Fitting in became even more difficult when Reynolds pulled Fisher out of Beverly Hills High School at the age of 15 to join her on Broadway. Fisher appeared as a debutante and singer in the popular Broadway revival Irene, which starred her mom. Onstage, the two seemed happy to be with each other, but inside Fisher was longing to escape her mother’s shadow.

She got her wish later that year when her mother enrolled her at London’s Central School of Speech and Drama. Fisher did not want to go at first, but later said those 18 months were some of the best in her life.

When she returned home, it didn’t take long before she began exploring the L.A. party scene. Fisher had started smoking marijuana at 13, and by her early 20s her drug use had spiraled out of control, as she abused everything from cocaine and heroin to painkillers and acid.

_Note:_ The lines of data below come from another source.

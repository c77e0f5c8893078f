//! Curriculum tree - sections and topics addressed by dotted codes
//!
//! The tree is built once at startup from a static table and is read-only
//! afterwards. Code uniqueness is checked when the tree is constructed, so
//! lookups never have to deal with ambiguity.

mod catalog;

use serde::{Deserialize, Serialize};
use std::collections::HashMap;
use thiserror::Error;

/// A single addressable unit of learning content
#[derive(Debug, Clone, PartialEq, Eq, Serialize, Deserialize)]
pub struct Topic {
    /// Dotted hierarchical code, e.g. "2.1"
    pub code: String,
    /// Name shown in the menu
    pub display_name: String,
    /// Key used to look up the content handler
    pub content_key: String,
}

impl Topic {
    pub fn new(code: impl Into<String>, display_name: impl Into<String>, content_key: impl Into<String>) -> Self {
        Self {
            code: code.into(),
            display_name: display_name.into(),
            content_key: content_key.into(),
        }
    }
}

/// A named group of topics sharing a top-level code
#[derive(Debug, Clone, PartialEq, Eq, Serialize, Deserialize)]
pub struct Section {
    pub code: String,
    pub title: String,
    pub topics: Vec<Topic>,
}

impl Section {
    pub fn new(code: impl Into<String>, title: impl Into<String>, topics: Vec<Topic>) -> Self {
        Self {
            code: code.into(),
            title: title.into(),
            topics,
        }
    }

    /// Find a topic of this section by its full code
    pub fn topic(&self, full_code: &str) -> Option<&Topic> {
        self.topics.iter().find(|t| t.code == full_code)
    }
}

/// Reasons a curriculum table is rejected at construction time
#[derive(Debug, Clone, PartialEq, Eq, Error)]
pub enum CurriculumError {
    #[error("duplicate section code '{0}'")]
    DuplicateSection(String),
    #[error("duplicate topic code '{0}'")]
    DuplicateTopic(String),
    #[error("topic '{topic}' does not belong to section '{section}'")]
    MisplacedTopic { section: String, topic: String },
    #[error("empty code in section '{0}'")]
    EmptyCode(String),
}

/// Ordered sections with globally unique codes
#[derive(Debug, Clone, Serialize)]
pub struct Curriculum {
    sections: Vec<Section>,
    #[serde(skip)]
    section_index: HashMap<String, usize>,
}

/// The part of a code before the first `.`, or the whole code if it has none
pub fn section_prefix(code: &str) -> &str {
    code.split_once('.').map_or(code, |(section, _)| section)
}

impl Curriculum {
    /// Build a curriculum, rejecting duplicate or misplaced codes
    pub fn new(sections: Vec<Section>) -> Result<Self, CurriculumError> {
        let mut section_index = HashMap::with_capacity(sections.len());
        let mut seen_topics = std::collections::HashSet::new();

        for (idx, section) in sections.iter().enumerate() {
            if section.code.is_empty() {
                return Err(CurriculumError::EmptyCode(section.title.clone()));
            }
            if section_index.insert(section.code.clone(), idx).is_some() {
                return Err(CurriculumError::DuplicateSection(section.code.clone()));
            }

            for topic in &section.topics {
                if topic.code.is_empty() {
                    return Err(CurriculumError::EmptyCode(section.code.clone()));
                }
                // topic_for() finds topics through their prefix, anything else is unreachable
                if section_prefix(&topic.code) != section.code {
                    return Err(CurriculumError::MisplacedTopic {
                        section: section.code.clone(),
                        topic: topic.code.clone(),
                    });
                }
                if !seen_topics.insert(topic.code.as_str()) {
                    return Err(CurriculumError::DuplicateTopic(topic.code.clone()));
                }
            }
        }

        Ok(Self { sections, section_index })
    }

    /// The built-in Fundamentals → Advanced Data Structures curriculum
    pub fn standard() -> Result<Self, CurriculumError> {
        Self::new(catalog::standard_sections())
    }

    pub fn sections(&self) -> &[Section] {
        &self.sections
    }

    pub fn section_for(&self, section_code: &str) -> Option<&Section> {
        self.section_index
            .get(section_code)
            .map(|&idx| &self.sections[idx])
    }

    /// Look up a topic by its full code ("2.1" → section "2", then topic "2.1")
    pub fn topic_for(&self, full_code: &str) -> Option<&Topic> {
        self.section_for(section_prefix(full_code))?.topic(full_code)
    }

    /// Every topic, section order then topic order
    pub fn all_topics(&self) -> impl Iterator<Item = &Topic> {
        self.sections.iter().flat_map(|s| s.topics.iter())
    }

    pub fn total_topics(&self) -> usize {
        self.sections.iter().map(|s| s.topics.len()).sum()
    }

    pub fn contains_topic(&self, full_code: &str) -> bool {
        self.topic_for(full_code).is_some()
    }
}

#[cfg(test)]
mod tests {
    use super::*;

    fn small() -> Curriculum {
        Curriculum::new(vec![
            Section::new("1", "Basics", vec![
                Topic::new("1.1", "One", "one"),
                Topic::new("1.2", "Two", "two"),
            ]),
            Section::new("9", "Nine", vec![Topic::new("9.1", "Ninety-one", "nine_one")]),
        ])
        .unwrap()
    }

    #[test]
    fn test_standard_curriculum_builds() {
        let curriculum = Curriculum::standard().unwrap();
        assert_eq!(curriculum.sections().len(), 12);
        assert_eq!(curriculum.total_topics(), 72);
        assert_eq!(curriculum.all_topics().count(), 72);
    }

    #[test]
    fn test_topic_for_every_code() {
        let curriculum = Curriculum::standard().unwrap();
        for topic in curriculum.all_topics() {
            let found = curriculum.topic_for(&topic.code).unwrap();
            assert_eq!(found, topic);
        }
    }

    #[test]
    fn test_topic_for_missing_codes() {
        let curriculum = Curriculum::standard().unwrap();
        for code in ["", "0", "2", "2.", "2.99", "13.1", "99", "9.9.9", ".1", "2.1.1", " 2.1"] {
            assert!(curriculum.topic_for(code).is_none(), "unexpected hit for {:?}", code);
        }
    }

    #[test]
    fn test_known_topics() {
        let curriculum = Curriculum::standard().unwrap();
        let arrays = curriculum.topic_for("2.1").unwrap();
        assert_eq!(arrays.display_name, "Arrays");
        assert_eq!(arrays.content_key, "array");

        let union_find = curriculum.topic_for("12.1").unwrap();
        assert_eq!(union_find.content_key, "union_find");

        assert_eq!(curriculum.section_for("10").unwrap().title, "Advanced Algorithms");
    }

    #[test]
    fn test_all_topics_order() {
        let codes: Vec<_> = small().all_topics().map(|t| t.code.clone()).collect();
        assert_eq!(codes, vec!["1.1", "1.2", "9.1"]);
    }

    #[test]
    fn test_section_prefix() {
        assert_eq!(section_prefix("2.1"), "2");
        assert_eq!(section_prefix("9.9.9"), "9");
        assert_eq!(section_prefix("99"), "99");
        assert_eq!(section_prefix(".5"), "");
    }

    #[test]
    fn test_rejects_duplicate_topic() {
        let err = Curriculum::new(vec![
            Section::new("1", "A", vec![Topic::new("1.1", "x", "x")]),
            Section::new("2", "B", vec![Topic::new("2.1", "y", "y"), Topic::new("2.1", "z", "z")]),
        ])
        .unwrap_err();
        assert_eq!(err, CurriculumError::DuplicateTopic("2.1".into()));
    }

    #[test]
    fn test_rejects_duplicate_section() {
        let err = Curriculum::new(vec![
            Section::new("1", "A", vec![]),
            Section::new("1", "B", vec![]),
        ])
        .unwrap_err();
        assert_eq!(err, CurriculumError::DuplicateSection("1".into()));
    }

    #[test]
    fn test_rejects_misplaced_topic() {
        let err = Curriculum::new(vec![Section::new("1", "A", vec![Topic::new("2.1", "x", "x")])])
            .unwrap_err();
        assert!(matches!(err, CurriculumError::MisplacedTopic { .. }));
    }
}
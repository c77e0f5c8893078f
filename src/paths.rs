//! Predefined learning paths - ordered topic lists for a goal

/// A named sequence of topic codes
#[derive(Debug, Clone, Copy, PartialEq, Eq)]
pub struct LearningPath {
    /// Name used on the command line
    pub name: &'static str,
    pub title: &'static str,
    pub description: &'static str,
    pub codes: &'static [&'static str],
}

const PATHS: &[LearningPath] = &[
    LearningPath {
        name: "interview",
        title: "Interview Preparation",
        description: "The topics that come up most in coding interviews",
        codes: &[
            "2.1", "2.3", "3.1", "3.3", "4.2", "5.1", "5.2", "8.1", "8.4", "8.5", "9.2", "7.2", "7.3", "10.1",
            "10.2",
        ],
    },
    LearningPath {
        name: "web",
        title: "Web Development Focus",
        description: "Structures behind caches, routing and everyday backend code",
        codes: &["1.1", "2.1", "4.2", "3.1", "3.3", "9.2", "8.1", "8.4"],
    },
    LearningPath {
        name: "competition",
        title: "Algorithms Competition",
        description: "Broad coverage for contest problem solving",
        codes: &[
            "1.1", "2.1", "2.3", "3.1", "3.3", "4.2", "5.1", "5.2", "6.1", "7.1", "7.2", "7.3", "7.5", "10.1",
            "10.2", "10.3", "12.1",
        ],
    },
    LearningPath {
        name: "systems",
        title: "System Programming",
        description: "Memory, pointers and the structures systems code is built from",
        codes: &["1.2", "1.3", "2.1", "2.3", "3.1", "3.3", "4.2", "5.1", "8.4", "8.5", "9.2"],
    },
    LearningPath {
        name: "fundamentals",
        title: "Fundamentals First",
        description: "Complexity, memory, pointers and recursion",
        codes: &["1.1", "1.2", "1.3", "1.4"],
    },
];

pub fn all() -> &'static [LearningPath] {
    PATHS
}

/// Look up a path by name, ignoring case
pub fn find(name: &str) -> Option<&'static LearningPath> {
    PATHS.iter().find(|p| p.name.eq_ignore_ascii_case(name.trim()))
}

#[cfg(test)]
mod tests {
    use super::*;
    use crate::curriculum::Curriculum;

    #[test]
    fn test_every_path_code_exists() {
        let curriculum = Curriculum::standard().unwrap();
        for path in all() {
            for code in path.codes {
                assert!(curriculum.contains_topic(code), "path '{}' references unknown topic {}", path.name, code);
            }
        }
    }

    #[test]
    fn test_find() {
        assert_eq!(find("Interview").map(|p| p.codes.len()), Some(15));
        assert_eq!(find(" systems ").map(|p| p.name), Some("systems"));
        assert!(find("gamedev").is_none());
    }

    #[test]
    fn test_names_are_unique() {
        let mut names: Vec<&str> = all().iter().map(|p| p.name).collect();
        names.sort_unstable();
        names.dedup();
        assert_eq!(names.len(), all().len());
    }
}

Later, Fisher would ascribe the drug use to a form of self-medication for her bipolar disorder, which she was diagnosed in her 20s.

Fisher went to rehab for the first time at age 28. After her discharge, she began distancing herself from her mother. The two barely spoke for almost ten years. “We had a fairly volatile relationship earlier on in my 20s,” Fisher later said in a joint interview with her mom on The Oprah Winfrey Show. “I didn’t want to be around her. I did not want to be Debbie Reynolds’ daughter.”

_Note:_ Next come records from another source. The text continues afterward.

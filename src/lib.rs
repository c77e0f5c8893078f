//! DSA Visualizer - interactive data structures and algorithms tutor
//!
//! A terminal learning tool with:
//! - A numbered curriculum from fundamentals to advanced algorithms
//! - Lessons with step-by-step visualizations and Rust vs C++ comparisons
//! - Persistent progress tracking across sessions
//! - Predefined learning paths for common goals
//!
//! # Example
//!
//! ```no_run
//! use dsa_visualizer::{ContentRegistry, Curriculum, ProgressStore};
//! use dsa_visualizer::ui::Canvas;
//!
//! fn main() -> anyhow::Result<()> {
//!     let curriculum = Curriculum::standard()?;
//!     let registry = ContentRegistry::standard();
//!     let store = ProgressStore::at_home()?;
//!
//!     let topic = curriculum.topic_for("2.1").expect("arrays are in the curriculum");
//!     let mut stdout = std::io::stdout();
//!     let mut canvas = Canvas::new(&mut stdout, true);
//!     dsa_visualizer::session::dispatch_topic(topic, &registry, &store, &mut canvas)?;
//!     Ok(())
//! }
//! ```

// Core modules
pub mod curriculum;
pub mod content;
pub mod progress;
pub mod config;
pub mod ui;

// Interaction
pub mod menu;
pub mod resolver;
pub mod session;
pub mod paths; // Predefined learning paths
pub mod cli;

// Re-export commonly used types for convenience
pub use curriculum::{Curriculum, CurriculumError, Section, Topic};

pub use content::{ContentError, ContentHandler, ContentRegistry};

pub use progress::{CompletionSet, PersistenceError, ProgressStore, ProgressSummary};

pub use config::Config;

pub use resolver::{resolve, Action};

pub use session::{ConsoleTerminal, ReadLine, Session, SessionState, Terminal, TopicOutcome};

“It’s very hard when your child doesn’t want to talk to you and you want to talk to them, and you want to touch them, you want to hold them,” said Reynolds. “It was a total estrangement. She didn’t talk to me for probably 10 years. So that was the most difficult time of all. Very painful, very heartbreaking.”

Despite their estrangement, Reynolds never gave up on her daughter. Years later, when Fisher got sober and began taking care of her mental health, the two finally reconciled. “It took like 30 years for Carrie to be really happy with me,” Reynolds told PEOPLE. “I don’t know what the problem ever was. I’ve had to work at it. I’ve always been a good mother, but I’ve always been in show business, and I’ve been on stage and I don’t bake cookies and I don’t stay home,” she added.

The two became close again later in life, and learned to embrace their differences. “I’m not as intellectual as my daughter. She says bigger words than I , I don’t even know what they mean,” Reynolds later told PEOPLE. “But she’s so amusing to me and it’s wonderful to be around her.”

In fact, the two even thought about teaming up again in show business. “We thought of doing a reality show, and I said, ‘Together?’ You and I together?’ She laughed and said, ‘That’s what I told them!’ ”

The two finally did team up again, for the upcoming HBO documentary Bright Lights: Starring Carrie Fisher and Debbie Reynolds, due to air next year.

By the time they appeared together on Oprah in 2011, their relationship was mended. “I would say that Carrie and I have finally found happiness,” said Reynolds. “I admire her strength and survival. I admire that she is alive, that she has chosen to make it. It would have been easy to give up and give in and to keep doing drugs. I always feel, as a mother does, that I protect her. I want happiness for my daughter — I want Carrie to be happy.”

Fisher responded, “What I say about being happy is that I am ‘also happy.’ I’m happy among other things. Happy is one of the many feelings or experiences that I will have throughout a day. I think happy has been sort of made into this Hallmark card of a word, and I don’t know what that means. So I will just say that I enjoy my life, I make choices, I do what I want to do. I am a strong person, I’m not afraid of almost anything, and that’s a lot because of your example.”